My sister-in-law sent me a link the other day. It was an article about the research of a well-known psychologist, Anders Ericsson, who believes that given a certain basic level of talent, the main difference between people being ordinary or high-achievers in almost any field – music, chess, writing, even athletics – is the hours of learning and practice they put in. Talent doesn’t figure nearly as highly as you would think, according to the large studies he has analysed. The key to success is persistence. Not just mindless repetition though. The time has to be used for learning, finding ways to improve, taking new information on board, mastering each new skill. Spending hours and hours, week after week, year after year.
I found this quite cheering. Not so much the fact that I’ve obviously still got years to go before I might become a terrific writer.
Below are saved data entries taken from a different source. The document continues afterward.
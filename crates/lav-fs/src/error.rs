use std::io;
use std::path::PathBuf;

#[derive(Debug, thiserror::Error)]
pub enum Error {
    #[error("failed to read '{}': {source}", path.display())]
    Read { path: PathBuf, source: io::Error },

    #[error("failed to write '{}': {source}", path.display())]
    Write { path: PathBuf, source: io::Error },

    #[error("failed to create directory '{}': {source}", path.display())]
    CreateDir { path: PathBuf, source: io::Error },

    #[error("failed to remove existing symlink '{}': {source}", path.display())]
    RemoveLink { path: PathBuf, source: io::Error },

    #[error("failed to create symlink '{}' -> '{}': {source}", link.display(), target.display())]
    Symlink {
        link:   PathBuf,
        target: PathBuf,
        source: io::Error,
    },

    #[error("failed to set permissions on '{}': {source}", path.display())]
    Permissions { path: PathBuf, source: io::Error },
}

pub type Result<T> = std::result::Result<T, Error>;
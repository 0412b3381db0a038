use crate::{BIN_DIR, CURRENT, Error, NameKind, Result, check_name};
use std::fs;
use std::io;
use std::path::{Path, PathBuf};

/// Read-only view over a data root.
#[derive(Debug, Clone)]
pub struct Store {
    root: PathBuf,
}

impl Store {
    pub fn new(root: impl Into<PathBuf>) -> Self { Self { root: root.into() } }

    pub fn app_dir(&self, app: &str) -> PathBuf { self.root.join(app) }

    pub fn version_dir(&self, app: &str, version: &str) -> PathBuf { self.app_dir(app).join(version) }

    pub fn current_link(&self, app: &str) -> PathBuf { self.app_dir(app).join(CURRENT) }

    /// `<root>/<app>/current/bin`, resolved through the current link.
    pub fn current_bin_dir(&self, app: &str) -> PathBuf { self.current_link(app).join(BIN_DIR) }

    /// Applications under the root, sorted byte-wise.
    pub fn apps(&self) -> Result<Vec<String>> { list_dirs(&self.root, |_| true) }

    /// Installed versions of `app`, sorted byte-wise. Never contains `current`.
    ///
    /// Ordering is lexicographic, so `1.10.0` sorts before `1.2.0`.
    pub fn versions(&self, app: &str) -> Result<Vec<String>> {
        check_name(NameKind::App, app)?;
        list_dirs(&self.app_dir(app), |name| name != CURRENT)
    }

    /// The version `<app>/current` points at, or `None` when no link exists.
    ///
    /// Only the last component of the link target is returned, so a target
    /// written as an absolute path still yields the version name.
    pub fn current_version(&self, app: &str) -> Result<Option<String>> {
        check_name(NameKind::App, app)?;
        let link = self.current_link(app);

        let target = match fs::read_link(&link) {
            Ok(target) => target,
            Err(e) if e.kind() == io::ErrorKind::NotFound => return Ok(None),
            Err(e) => return Err(Error::Read { path: link, source: e }),
        };

        let name = target
            .file_name()
            .map(|n| n.to_string_lossy().into_owned())
            .unwrap_or_else(|| target.to_string_lossy().into_owned());
        Ok(Some(name))
    }

    /// Whether `<app>/<version>` exists. Follows symlinks.
    pub fn has_version(&self, app: &str, version: &str) -> Result<bool> {
        let dir = self.version_dir(app, version);
        match fs::metadata(&dir) {
            Ok(_) => Ok(true),
            Err(e) if e.kind() == io::ErrorKind::NotFound => Ok(false),
            Err(e) => Err(Error::Read { path: dir, source: e }),
        }
    }
}

fn list_dirs(dir: &Path, keep: impl Fn(&str) -> bool) -> Result<Vec<String>> {
    let read_err = |e: io::Error| Error::Read {
        path:   dir.to_path_buf(),
        source: e,
    };

    let mut names = Vec::new();
    for entry in fs::read_dir(dir).map_err(read_err)? {
        let entry = entry.map_err(read_err)?;
        if !entry.file_type().map_err(read_err)?.is_dir() {
            continue;
        }
        match entry.file_name().into_string() {
            Ok(name) if keep(&name) => names.push(name),
            Ok(_) => {}
            Err(raw) => tracing::debug!(name = ?raw, "skipping non-UTF-8 entry"),
        }
    }

    names.sort();
    Ok(names)
}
More that it’s potentially possible – I could become really good. Success is not just for those special writers who were born gifted, it’s not necessarily out of my reach. According to this scientist, unless I genuinely have zero aptitude for writing, I can be good at this. If I just put in the hard work, if I keep going despite all the rejection emails and the temptation of Facebook and the constant desire to bake chocolate chip cookies, I have a great chance of becoming a skilled writer. We all do – all of us who love words, the hapless scribblers of the world. Woo hoo!
When I worked as a GP, I was painfully aware that I wasn’t the smartest doctor in town. I didn’t know the causes of raised calcium off by heart and I had to look up drugs sometimes because I couldn’t remember which was which. I don’t know if I ever fully understood how the kidneys worked, but luckily that wasn’t really relevant to day-to-day practice. I did know how to work hard, though. How to read around patient cases, and call pathologists for advice. How to badger hospital outpatient departments to get my patients seen promptly. How to spend time with my patients and examine them fully and not rush them out the door. I knew how to put in the time required.
Now, trying to establish myself as a writer, that same determination is still with me. It flags sometimes, especially when it’s been a long time since any positive news (Like right now. Around ten months. Not that I’m counting). But I remind myself that the writers who don’t succeed aren’t necessarily the ones without the requisite talent – they’re also the ones who stopped writing. The ones who quit.
So after each ‘thanks but no thanks’ email I take a deep breath, make a cup of tea, and go back to putting words on the page. One foot in front of the other. Woof.